I might have slapped him. He drew back, jumped up, froze for a moment, then walked around the room. When he came back, he said, “Why’d she do that?”

“Multiple reasons. Rislyakov was blackmailing her. He knew who she was, who she’d become. He horned in on a scheme she was running and was taking fifty percent not to tell Lachko. Then he got greedy and wanted a hundred thousand dollars, cash. I delivered the money to his people, and they led me to him. She had her husband’s driver follow me. I led him to Greene Street.”

He sat down again and rubbed his face. “What kind of scheme?”

“I don’t know, but I’m betting it’s connected to your two corpses. Rislyakov hacked his way into her computer several months ago. He removed a big file, without her knowing. He also learned enough to get close to her daughter—another way to keep tabs on Polina.”

“The auburn-haired girl?”

“That’s right. Her name’s Eva.”

That brought his head around, a funny look in his eye. “But you don’t know what he stole?”

“No. Only that she panicked when she found out.”

“How do you come to have all this information, if you don’t mind my asking?”

“I had twenty-four hours with Rislyakov’s laptop, remember?”

“The one you gave Barsukov?”

“Yes. After I copied its hard drive and made a few programming modifications. Rislyakov put a keyboarding bug on Polina’s computer. I put one on his.”
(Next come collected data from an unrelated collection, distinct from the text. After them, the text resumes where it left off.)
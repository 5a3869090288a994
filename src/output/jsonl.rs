//! JSON-lines record writer

use crate::output::traits::{OutputResult, RecordSink};
use crate::record::Record;
use std::fs::File;
use std::io::{BufWriter, Write};
use std::path::Path;

/// Writes one JSON object per line, flushing after every record
pub struct JsonLinesWriter<W: Write> {
    writer: W,
    written: u64,
}

impl JsonLinesWriter<BufWriter<File>> {
    /// Creates (or truncates) the destination file
    pub fn create(path: &Path) -> OutputResult<Self> {
        let file = File::create(path)?;
        Ok(Self::new(BufWriter::new(file)))
    }
}

impl<W: Write> JsonLinesWriter<W> {
    pub fn new(writer: W) -> Self {
        Self { writer, written: 0 }
    }

    /// Number of records written so far
    pub fn written(&self) -> u64 {
        self.written
    }

    #[cfg(test)]
    fn into_inner(self) -> W {
        self.writer
    }
}

impl<W: Write> RecordSink for JsonLinesWriter<W> {
    fn write_record(&mut self, record: &Record) -> OutputResult<()> {
        serde_json::to_writer(&mut self.writer, record)?;
        self.writer.write_all(b"\n")?;
        self.writer.flush()?;
        self.written += 1;
        Ok(())
    }

    fn finish(&mut self) -> OutputResult<()> {
        self.writer.flush()?;
        Ok(())
    }
}

#[cfg(test)]
mod tests {
    use super::*;
    use crate::record::Price;
    use serde_json::Value;
    use tempfile::TempDir;

    fn record(id: &str) -> Record {
        Record::new(id, format!("https://x/details?id={}", id))
    }

    #[test]
    fn test_one_object_per_line() {
        let mut writer = JsonLinesWriter::new(Vec::new());
        writer.write_record(&record("com.a")).unwrap();

        let mut paid = record("com.b");
        paid.set_price(Price::Paid("0.99".to_string()));
        writer.write_record(&paid).unwrap();
        assert_eq!(writer.written(), 2);

        let output = String::from_utf8(writer.into_inner()).unwrap();
        let lines: Vec<&str> = output.lines().collect();
        assert_eq!(lines.len(), 2);

        let first: Value = serde_json::from_str(lines[0]).unwrap();
        let second: Value = serde_json::from_str(lines[1]).unwrap();
        assert_eq!(first["uid"], "com.a");
        assert_eq!(first["price"], 0);
        assert_eq!(second["uid"], "com.b");
        assert_eq!(second["price"], "0.99");
    }

    #[test]
    fn test_file_is_readable_before_finish() {
        let dir = TempDir::new().unwrap();
        let path = dir.path().join("apps.jsonl");

        let mut writer = JsonLinesWriter::create(&path).unwrap();
        writer.write_record(&record("com.a")).unwrap();

        let content = std::fs::read_to_string(&path).unwrap();
        assert_eq!(content.lines().count(), 1);
        assert!(content.ends_with('\n'));

        writer.finish().unwrap();
    }

    #[test]
    fn test_create_in_missing_directory_fails() {
        let dir = TempDir::new().unwrap();
        let path = dir.path().join("missing").join("apps.jsonl");
        assert!(JsonLinesWriter::create(&path).is_err());
    }
}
He grinned. “You can see everything he does.”

“Cheka habits die hard.”

I poured a little more vodka and offered him the bottle. He shook his head. “Listen to this again,” he said. He pushed some keys on his computer, and the tape started.

Kosokov’s voice. “National outrage? Russia today? Hah! Don’t make me laugh. Neither of us will live to see it, in any event. Like I said, you made your deal. Good luck to you. I’m taking my evidence with me. My life insurance policy.”

The door crashing open. Polina saying, “Tolik, I came as soon as I could. What the hell is going on? What are you doing here?”

Petrovin stopped the computer. “Kosokov says he’s taking his evidence with him—his life insurance policy. Suppose that’s the records of his bank, all the Cheka’s transactions.”

“Okay, I’ll suppose. But he’s dead.”

“She’s not. Suppose that’s what she had on her computer. Suppose that’s what Rislyakov stole.”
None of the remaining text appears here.